Could Rittner have pushed a little harder for at least one of her top players to take the court on Saturday? If Petkovic and Kerber were truly gassed, then Rittner was in a bind no matter what. But if this was in any way a calculated gamble, it backfired in a major way.
No handshake, no problem, as Romania beats Canada: As soon as Eugenie Bouchard made her last-minute decision to play in the tie against Romania, the entire weekend became about her. Could she snap out of her slump to help keep Canada in World Group I? The answer was no. Bouchard went 0-2 on the weekend, losing to Alexandra Dulgheru 6-4, 6-4 and No. 106 in the world Andreea Mitu 4-6, 6-4, 6-1. That's five consecutive losses from Bouchard, all to players ranked outside the top 60.
Bouchard took a lot of heat for her refusal to shake hands with Dulgheru at the draw ceremony on Friday. Let's be clear: This wasn't the first time Bouchard has refused the ceremonial handshake. She did it last year against Slovakia as well, calling the tradition “lame.” But this time it came back to bite her, as Dulgheru got her revenge on the court, planned a fantastic “no-handshake” celebration that went viral, and was celebrated by other WTA and ATP players on Twitter. All in all, this was a disastrous weekend for Bouchard, both on and off the court.

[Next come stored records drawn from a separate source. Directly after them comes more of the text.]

//! Async client for the blog RPC server.
//!
//! One request is outstanding per connection at a time; `&mut self` on every
//! call enforces that. A list stream dropped before its end is drained at the
//! start of the next call.

use crate::protocol::{
    decode_line, encode_line, Blog, CreateBlogRequest, DeleteBlogRequest, Frame, ListBlogsRequest,
    ReadBlogRequest, Request, Response, Status, UpdateBlogRequest,
};
use std::error::Error;
use std::fmt::{Display, Formatter};
use std::io;
use tokio::io::{AsyncBufReadExt, AsyncWriteExt, BufReader, Lines};
use tokio::net::tcp::{OwnedReadHalf, OwnedWriteHalf};
use tokio::net::{TcpStream, ToSocketAddrs};

/// Client-side failure.
#[derive(Debug)]
pub enum ClientError {
    Io(io::Error),
    Codec(serde_json::Error),
    /// The server answered with an error status.
    Status(Status),
    /// The server answered with a frame that does not fit the call.
    UnexpectedFrame(&'static str),
    ConnectionClosed,
}

impl ClientError {
    /// Returns the server status when the call failed server-side.
    pub fn status(&self) -> Option<&Status> {
        match self {
            Self::Status(status) => Some(status),
            _ => None,
        }
    }
}

impl Display for ClientError {
    fn fmt(&self, f: &mut Formatter<'_>) -> std::fmt::Result {
        match self {
            Self::Io(err) => write!(f, "connection error: {err}"),
            Self::Codec(err) => write!(f, "malformed frame: {err}"),
            Self::Status(status) => write!(f, "{status}"),
            Self::UnexpectedFrame(expected) => write!(f, "unexpected frame, expected {expected}"),
            Self::ConnectionClosed => write!(f, "connection closed by server"),
        }
    }
}

impl Error for ClientError {
    fn source(&self) -> Option<&(dyn Error + 'static)> {
        match self {
            Self::Io(err) => Some(err),
            Self::Codec(err) => Some(err),
            Self::Status(status) => Some(status),
            Self::UnexpectedFrame(_) | Self::ConnectionClosed => None,
        }
    }
}

impl From<io::Error> for ClientError {
    fn from(value: io::Error) -> Self {
        Self::Io(value)
    }
}

impl From<serde_json::Error> for ClientError {
    fn from(value: serde_json::Error) -> Self {
        Self::Codec(value)
    }
}

pub type ClientResult<T> = Result<T, ClientError>;

pub struct BlogClient {
    lines: Lines<BufReader<OwnedReadHalf>>,
    writer: OwnedWriteHalf,
    /// A list stream was started and its terminal frame not yet read.
    stream_open: bool,
}

impl BlogClient {
    pub async fn connect(addr: impl ToSocketAddrs) -> ClientResult<Self> {
        let stream = TcpStream::connect(addr).await?;
        let (reader, writer) = stream.into_split();
        Ok(Self {
            lines: BufReader::new(reader).lines(),
            writer,
            stream_open: false,
        })
    }

    pub async fn create_blog(
        &mut self,
        title: impl Into<String>,
        author: impl Into<String>,
        content: impl Into<String>,
    ) -> ClientResult<Blog> {
        let request = Request::CreateBlog(CreateBlogRequest {
            blog: Blog::new(title, author, content),
        });
        match self.call(&request).await? {
            Response::CreateBlog(response) => Ok(response.blog),
            _ => Err(ClientError::UnexpectedFrame("CreateBlog response")),
        }
    }

    pub async fn read_blog(
        &mut self,
        title: impl Into<String>,
        author: impl Into<String>,
    ) -> ClientResult<Blog> {
        let request = Request::ReadBlog(ReadBlogRequest {
            title: title.into(),
            author: author.into(),
        });
        match self.call(&request).await? {
            Response::ReadBlog(response) => Ok(response.blog),
            _ => Err(ClientError::UnexpectedFrame("ReadBlog response")),
        }
    }

    pub async fn update_blog(
        &mut self,
        title: impl Into<String>,
        author: impl Into<String>,
        content: impl Into<String>,
    ) -> ClientResult<Blog> {
        let request = Request::UpdateBlog(UpdateBlogRequest {
            title: title.into(),
            author: author.into(),
            content: content.into(),
        });
        match self.call(&request).await? {
            Response::UpdateBlog(response) => Ok(response.blog),
            _ => Err(ClientError::UnexpectedFrame("UpdateBlog response")),
        }
    }

    /// Returns the server's confirmation text.
    pub async fn delete_blog(
        &mut self,
        title: impl Into<String>,
        author: impl Into<String>,
    ) -> ClientResult<String> {
        let request = Request::DeleteBlog(DeleteBlogRequest {
            title: title.into(),
            author: author.into(),
        });
        match self.call(&request).await? {
            Response::DeleteBlog(response) => Ok(response.confirmation),
            _ => Err(ClientError::UnexpectedFrame("DeleteBlog response")),
        }
    }

    /// Starts a list stream. The stream borrows the connection; dropping it
    /// early leaves the rest to be skipped by the next call.
    pub async fn list_blogs(&mut self) -> ClientResult<BlogStream<'_>> {
        self.drain_stream().await?;
        self.send(&Request::ListBlogs(ListBlogsRequest {})).await?;
        self.stream_open = true;
        Ok(BlogStream { client: self })
    }

    async fn call(&mut self, request: &Request) -> ClientResult<Response> {
        self.drain_stream().await?;
        self.send(request).await?;
        match self.recv().await? {
            Frame::Unary(response) => Ok(response),
            Frame::Error(status) => Err(ClientError::Status(status)),
            _ => Err(ClientError::UnexpectedFrame("unary reply")),
        }
    }

    async fn send(&mut self, request: &Request) -> ClientResult<()> {
        let line = encode_line(request)?;
        self.writer.write_all(line.as_bytes()).await?;
        self.writer.flush().await?;
        Ok(())
    }

    /// Reads and discards frames up to the end of an abandoned list stream.
    async fn drain_stream(&mut self) -> ClientResult<()> {
        while self.stream_open {
            match self.next_stream_item().await {
                // The abandoned stream's own failure is not this call's.
                Ok(_) | Err(ClientError::Status(_)) => {}
                Err(err) => return Err(err),
            }
        }
        Ok(())
    }

    /// Next item of the open list stream; closes it on any terminal frame.
    async fn next_stream_item(&mut self) -> ClientResult<Option<Blog>> {
        let frame = self.recv().await;
        if !matches!(frame, Ok(Frame::StreamItem(_))) {
            self.stream_open = false;
        }
        match frame? {
            Frame::StreamItem(item) => Ok(Some(item.blog)),
            Frame::StreamEnd => Ok(None),
            Frame::Error(status) => Err(ClientError::Status(status)),
            Frame::Unary(_) => Err(ClientError::UnexpectedFrame("stream item")),
        }
    }

    async fn recv(&mut self) -> ClientResult<Frame> {
        loop {
            let line = self
                .lines
                .next_line()
                .await?
                .ok_or(ClientError::ConnectionClosed)?;
            if !line.trim().is_empty() {
                return Ok(decode_line(&line)?);
            }
        }
    }
}

/// Incoming `ListBlogs` results.
pub struct BlogStream<'a> {
    client: &'a mut BlogClient,
}

impl BlogStream<'_> {
    /// Next post, or `None` once the server signalled the end of the stream.
    pub async fn message(&mut self) -> ClientResult<Option<Blog>> {
        if !self.client.stream_open {
            return Ok(None);
        }
        self.client.next_stream_item().await
    }

    /// Drains the remaining stream into a vector.
    pub async fn collect(mut self) -> ClientResult<Vec<Blog>> {
        let mut blogs = Vec::new();
        while let Some(blog) = self.message().await? {
            blogs.push(blog);
        }
        Ok(blogs)
    }
}
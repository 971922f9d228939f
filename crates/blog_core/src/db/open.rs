//! Connection bootstrap utilities for SQLite.
//!
//! # Responsibility
//! - Open file or in-memory SQLite connections.
//! - Set the busy timeout shared by every blog connection.
//! - Run migrations before handing the connection to a repository.
//!
//! # Invariants
//! - Returned connections have the `posts` table at the latest schema.

use super::migrations::apply_migrations;
use super::{DbError, DbResult};
use log::{error, info};
use rusqlite::Connection;
use std::path::Path;
use std::time::{Duration, Instant};

const BUSY_TIMEOUT: Duration = Duration::from_secs(5);

#[derive(Clone, Copy)]
enum OpenMode {
    File,
    Memory,
}

impl OpenMode {
    fn label(self) -> &'static str {
        match self {
            Self::File => "file",
            Self::Memory => "memory",
        }
    }
}

/// Opens the blog database file, creating it when missing.
///
/// # Side effects
/// - Applies pending migrations.
/// - Emits `db_open` events with duration and status.
pub fn open_db(path: impl AsRef<Path>) -> DbResult<Connection> {
    let path = path.as_ref();
    open_with(OpenMode::File, || Connection::open(path))
}

/// Opens a private in-memory database. Used by tests and ephemeral servers.
pub fn open_db_in_memory() -> DbResult<Connection> {
    open_with(OpenMode::Memory, Connection::open_in_memory)
}

fn open_with(
    mode: OpenMode,
    connect: impl FnOnce() -> rusqlite::Result<Connection>,
) -> DbResult<Connection> {
    let started_at = Instant::now();
    info!("event=db_open module=db status=start mode={}", mode.label());

    let result = connect()
        .map_err(DbError::from)
        .and_then(|mut conn| bootstrap_connection(&mut conn).map(|()| conn));

    match &result {
        Ok(_) => info!(
            "event=db_open module=db status=ok mode={} duration_ms={}",
            mode.label(),
            started_at.elapsed().as_millis()
        ),
        Err(err) => error!(
            "event=db_open module=db status=error mode={} duration_ms={} error={}",
            mode.label(),
            started_at.elapsed().as_millis(),
            err
        ),
    }

    result
}

fn bootstrap_connection(conn: &mut Connection) -> DbResult<()> {
    conn.busy_timeout(BUSY_TIMEOUT)?;
    apply_migrations(conn)
}
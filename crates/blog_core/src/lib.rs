//! Core domain logic for the blog post service.
//! This crate owns the post model, its storage and the five RPC handlers.

pub mod db;
pub mod logging;
pub mod model;
pub mod repo;
pub mod service;

pub use logging::{default_log_level, init_logging, logging_status, LoggingError};
pub use model::post::{validate_key, BlogPost, NewPost, PostId, PostValidationError};
pub use repo::post_repo::{PostRepository, RepoError, RepoResult, SqlitePostRepository};
pub use service::blog_service::{
    BlogService, BlogServiceError, PostSink, ServiceResult, SinkClosed,
};

/// Returns the core crate version.
pub fn core_version() -> &'static str {
    env!("CARGO_PKG_VERSION")
}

Here's the only vine you need to get caught up on all the handshake drama:
Serena Williams plays three matches in two days but the U.S. falls short: On paper, the Americans should never be short on depth, but Captain Mary Joe Fernandez was stuck after Venus Williams, who originally committed to playing this weekend's tie, backed out at the last minute for personal reasons. Madison Keys was unavailable for a call-up due to a prior agreement. Also, Sloane Stephens wasn't originally nominated for the tie. Fernandez was left to call in No. 57 Lauren Davis as a replacement, along with the previously nominated Christina McHale and Alison Riske. This was not a team that was going to beat Italy.

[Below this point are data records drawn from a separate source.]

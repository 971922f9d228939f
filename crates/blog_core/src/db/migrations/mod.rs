//! Embedded schema steps for the `posts` table.
//!
//! # Responsibility
//! - List every `posts` schema revision shipped with this binary.
//! - Bring an older blog database up to the newest revision in one
//!   transaction.
//!
//! # Invariants
//! - Revisions are listed oldest first with increasing numbers.
//! - `PRAGMA user_version` always names the last revision applied.

use crate::db::{DbError, DbResult};
use log::info;
use rusqlite::Connection;

#[derive(Debug, Clone, Copy)]
struct Migration {
    version: u32,
    sql: &'static str,
}

const MIGRATIONS: &[Migration] = &[Migration {
    version: 1,
    sql: include_str!("0001_init.sql"),
}];

/// Newest `posts` schema revision this binary can write.
pub fn latest_version() -> u32 {
    MIGRATIONS.last().map_or(0, |migration| migration.version)
}

/// Upgrades a blog database to [`latest_version`].
///
/// A fresh file goes from 0 straight to the newest revision; a database
/// stamped newer than this binary is refused untouched.
pub fn apply_migrations(conn: &mut Connection) -> DbResult<()> {
    let current_version = current_user_version(conn)?;
    let latest = latest_version();

    if current_version > latest {
        return Err(DbError::UnsupportedSchemaVersion {
            db_version: current_version,
            latest_supported: latest,
        });
    }

    if current_version == latest {
        return Ok(());
    }

    let tx = conn.transaction()?;
    for migration in MIGRATIONS {
        if migration.version <= current_version {
            continue;
        }

        tx.execute_batch(migration.sql)?;
        tx.execute_batch(&format!("PRAGMA user_version = {};", migration.version))?;
    }
    tx.commit()?;

    info!(
        "event=db_migrate module=db status=ok from_version={} to_version={}",
        current_version, latest
    );
    Ok(())
}

fn current_user_version(conn: &Connection) -> DbResult<u32> {
    let version = conn.query_row("PRAGMA user_version;", [], |row| row.get::<_, u32>(0))?;
    Ok(version)
}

Serena won both her singles matches, beating Camila Giorgi 7-6 (5), 6-2 and Sara Errani 4-6, 7-6 (3), 6-3. Italy won the other two singles matches over Davis and McHale to force the doubles. Errani and Flavia Pennetta teamed up to rout Serena and Riske 6-0, 6-3. The loss means the Americans will drop down to World Group II next year.

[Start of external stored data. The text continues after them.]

//! Process logging bootstrap for the blog server.
//!
//! # Responsibility
//! - Initialize rolling file logs (mirrored to stderr) exactly once.
//! - Capture panics as structured `panic_captured` events.
//!
//! # Invariants
//! - Logging init is idempotent for the same level and directory.
//! - Re-initialization with a different level or directory is rejected.
//! - Initialization never panics.

use flexi_logger::{
    Cleanup, Criterion, Duplicate, FileSpec, Logger, LoggerHandle, Naming, WriteMode,
};
use log::{error, info};
use once_cell::sync::OnceCell;
use std::error::Error;
use std::fmt::{Display, Formatter};
use std::path::{Path, PathBuf};

const LOG_FILE_BASENAME: &str = "blog_server";
const MAX_LOG_FILE_SIZE_BYTES: u64 = 10 * 1024 * 1024;
const MAX_LOG_FILES: usize = 5;
const MAX_PANIC_PAYLOAD_CHARS: usize = 160;

static LOGGING_STATE: OnceCell<LoggingState> = OnceCell::new();
static PANIC_HOOK_INSTALLED: OnceCell<()> = OnceCell::new();

struct LoggingState {
    level: &'static str,
    log_dir: PathBuf,
    _logger: LoggerHandle,
}

/// Logging bootstrap failure.
#[derive(Debug)]
pub enum LoggingError {
    UnsupportedLevel(String),
    InvalidDirectory(String),
    CreateDirectory { path: PathBuf, source: std::io::Error },
    Backend(flexi_logger::FlexiLoggerError),
    AlreadyInitialized { active: String, requested: String },
}

impl Display for LoggingError {
    fn fmt(&self, f: &mut Formatter<'_>) -> std::fmt::Result {
        match self {
            Self::UnsupportedLevel(level) => write!(
                f,
                "unsupported log level `{level}`; expected trace|debug|info|warn|error"
            ),
            Self::InvalidDirectory(details) => write!(f, "invalid log directory: {details}"),
            Self::CreateDirectory { path, source } => write!(
                f,
                "failed to create log directory `{}`: {source}",
                path.display()
            ),
            Self::Backend(err) => write!(f, "failed to start logger: {err}"),
            Self::AlreadyInitialized { active, requested } => write!(
                f,
                "logging already initialized with `{active}`; refusing to switch to `{requested}`"
            ),
        }
    }
}

impl Error for LoggingError {
    fn source(&self) -> Option<&(dyn Error + 'static)> {
        match self {
            Self::CreateDirectory { source, .. } => Some(source),
            Self::Backend(err) => Some(err),
            _ => None,
        }
    }
}

/// Initializes logging with `level` into the absolute directory `log_dir`.
///
/// # Errors
/// - `level` is not one of `trace|debug|info|warn|error`.
/// - `log_dir` is empty, relative, or cannot be created.
/// - A previous call configured a different level or directory.
pub fn init_logging(level: &str, log_dir: impl AsRef<Path>) -> Result<(), LoggingError> {
    let level = normalize_level(level)?;
    let log_dir = normalize_log_dir(log_dir.as_ref())?;

    let state = LOGGING_STATE.get_or_try_init(|| start_logger(level, &log_dir))?;

    if state.log_dir != log_dir {
        return Err(LoggingError::AlreadyInitialized {
            active: state.log_dir.display().to_string(),
            requested: log_dir.display().to_string(),
        });
    }
    if state.level != level {
        return Err(LoggingError::AlreadyInitialized {
            active: state.level.to_string(),
            requested: level.to_string(),
        });
    }

    Ok(())
}

/// Returns `(level, log_dir)` once logging is active.
pub fn logging_status() -> Option<(&'static str, PathBuf)> {
    LOGGING_STATE
        .get()
        .map(|state| (state.level, state.log_dir.clone()))
}

/// `debug` for debug builds, `info` for release builds.
pub fn default_log_level() -> &'static str {
    if cfg!(debug_assertions) {
        "debug"
    } else {
        "info"
    }
}

fn start_logger(level: &'static str, log_dir: &Path) -> Result<LoggingState, LoggingError> {
    std::fs::create_dir_all(log_dir).map_err(|source| LoggingError::CreateDirectory {
        path: log_dir.to_path_buf(),
        source,
    })?;

    let logger = Logger::try_with_str(level)
        .map_err(LoggingError::Backend)?
        .log_to_file(
            FileSpec::default()
                .directory(log_dir)
                .basename(LOG_FILE_BASENAME),
        )
        .rotate(
            Criterion::Size(MAX_LOG_FILE_SIZE_BYTES),
            Naming::Numbers,
            Cleanup::KeepLogFiles(MAX_LOG_FILES),
        )
        .duplicate_to_stderr(Duplicate::Info)
        .write_mode(WriteMode::BufferAndFlush)
        .append()
        .format_for_files(flexi_logger::detailed_format)
        .start()
        .map_err(LoggingError::Backend)?;

    install_panic_hook_once();

    info!(
        "event=app_start module=core status=ok platform={} version={} level={} log_dir={}",
        std::env::consts::OS,
        env!("CARGO_PKG_VERSION"),
        level,
        log_dir.display()
    );

    Ok(LoggingState {
        level,
        log_dir: log_dir.to_path_buf(),
        _logger: logger,
    })
}

fn normalize_level(level: &str) -> Result<&'static str, LoggingError> {
    match level.trim().to_ascii_lowercase().as_str() {
        "trace" => Ok("trace"),
        "debug" => Ok("debug"),
        "info" => Ok("info"),
        "warn" | "warning" => Ok("warn"),
        "error" => Ok("error"),
        other => Err(LoggingError::UnsupportedLevel(other.to_string())),
    }
}

fn normalize_log_dir(log_dir: &Path) -> Result<PathBuf, LoggingError> {
    if log_dir.as_os_str().is_empty() {
        return Err(LoggingError::InvalidDirectory(
            "log_dir cannot be empty".to_string(),
        ));
    }
    if !log_dir.is_absolute() {
        return Err(LoggingError::InvalidDirectory(format!(
            "log_dir must be an absolute path, got `{}`",
            log_dir.display()
        )));
    }
    Ok(log_dir.to_path_buf())
}

fn install_panic_hook_once() {
    if PANIC_HOOK_INSTALLED.set(()).is_err() {
        return;
    }

    let previous_hook = std::panic::take_hook();
    std::panic::set_hook(Box::new(move |panic_info| {
        let location = panic_info
            .location()
            .map(|loc| format!("{}:{}", loc.file(), loc.line()))
            .unwrap_or_else(|| "unknown".to_string());
        let payload = panic_payload_summary(panic_info);
        error!(
            "event=panic_captured module=core status=error location={} payload={}",
            location, payload
        );
        previous_hook(panic_info);
    }));
}

fn panic_payload_summary(info: &std::panic::PanicHookInfo<'_>) -> String {
    let payload = if let Some(message) = info.payload().downcast_ref::<&str>() {
        (*message).to_string()
    } else if let Some(message) = info.payload().downcast_ref::<String>() {
        message.clone()
    } else {
        "non-string panic payload".to_string()
    };

    sanitize_message(&payload, MAX_PANIC_PAYLOAD_CHARS)
}

// Panic payloads may echo request text: single line, capped length.
fn sanitize_message(value: &str, max_chars: usize) -> String {
    let normalized = value.replace(['\n', '\r'], " ");
    let mut truncated = normalized.chars().take(max_chars).collect::<String>();
    if normalized.chars().count() > max_chars {
        truncated.push_str("...");
    }
    truncated
}

#[cfg(test)]
mod tests {
    use super::{
        init_logging, logging_status, normalize_level, normalize_log_dir, sanitize_message,
        LoggingError,
    };
    use std::path::Path;

    #[test]
    fn normalize_level_accepts_aliases_and_case() {
        assert_eq!(normalize_level("INFO").unwrap(), "info");
        assert_eq!(normalize_level(" warning ").unwrap(), "warn");
    }

    #[test]
    fn normalize_level_rejects_unknown() {
        let err = normalize_level("verbose").unwrap_err();
        assert!(matches!(err, LoggingError::UnsupportedLevel(ref level) if level == "verbose"));
    }

    #[test]
    fn normalize_log_dir_rejects_relative_and_empty_paths() {
        let relative = normalize_log_dir(Path::new("logs/dev")).unwrap_err();
        assert!(relative.to_string().contains("absolute"));
        let empty = normalize_log_dir(Path::new("")).unwrap_err();
        assert!(empty.to_string().contains("empty"));
    }

    #[test]
    fn sanitize_message_removes_newlines_and_truncates() {
        let sanitized = sanitize_message("line1\nline2\rline3", 8);
        assert!(!sanitized.contains('\n'));
        assert!(!sanitized.contains('\r'));
        assert!(sanitized.ends_with("..."));
    }

    #[test]
    fn init_logging_is_idempotent_and_rejects_conflicts() {
        let log_dir = tempfile::tempdir().unwrap();
        let other_dir = tempfile::tempdir().unwrap();

        init_logging("info", log_dir.path()).unwrap();
        init_logging("INFO", log_dir.path()).unwrap();

        let level_err = init_logging("debug", log_dir.path()).unwrap_err();
        assert!(level_err.to_string().contains("refusing to switch"));

        let dir_err = init_logging("info", other_dir.path()).unwrap_err();
        assert!(dir_err.to_string().contains("refusing to switch"));

        let (active_level, active_dir) = logging_status().unwrap();
        assert_eq!(active_level, "info");
        assert_eq!(active_dir, log_dir.path());
    }
}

Timea Bacsinszky carries Switzerland into the World Group: While Martina Hingis's return to singles stole all the headlines, Bacsinszky just put her head down and did the hard work to almost single-handedly get Switzerland the win over Poland. Bacsinszky lost just five games total to the Radwanska sisters, beating Urszula 6-2, 6-1 and then posting a stunning scoreline over No. 9 Agnieszka 6-1, 6-1. Then, with Hingis sustaining an injury in singles—the decision to play Hingis in singles as opposed to saving her for doubles was highly questionable—Bacsinszky paired with Viktorija Golubic to beat Radwanska/Alicja Rosolska 9-7 in the third set to seal the tie.
World Group II could feature some tough early ties next year: With Olympic eligibility tied to Fed Cup participation, both the Fed Cup and Davis Cup will see an influx of top player participation next year. Here's how the World Groups shake out for 2016:
World Group I: Czech Republic, Russia, Germany, France, Switzerland, Romania, Italy, the Netherlands.
World Group II: U.S., Serbia, Spain, Canada, Poland, Australia, Slovakia, Belarus.
World Group II sees a potential mix of players such as Serena and Venus Williams, Keys, Stephens, Ana Ivanovic, Jelena Jankovic, Garbine Muguruza, Carla Suarez Navarro, Bouchard, Agnieszka Radwanska, Sam Stosur and Victoria Azarenka. Could be fun.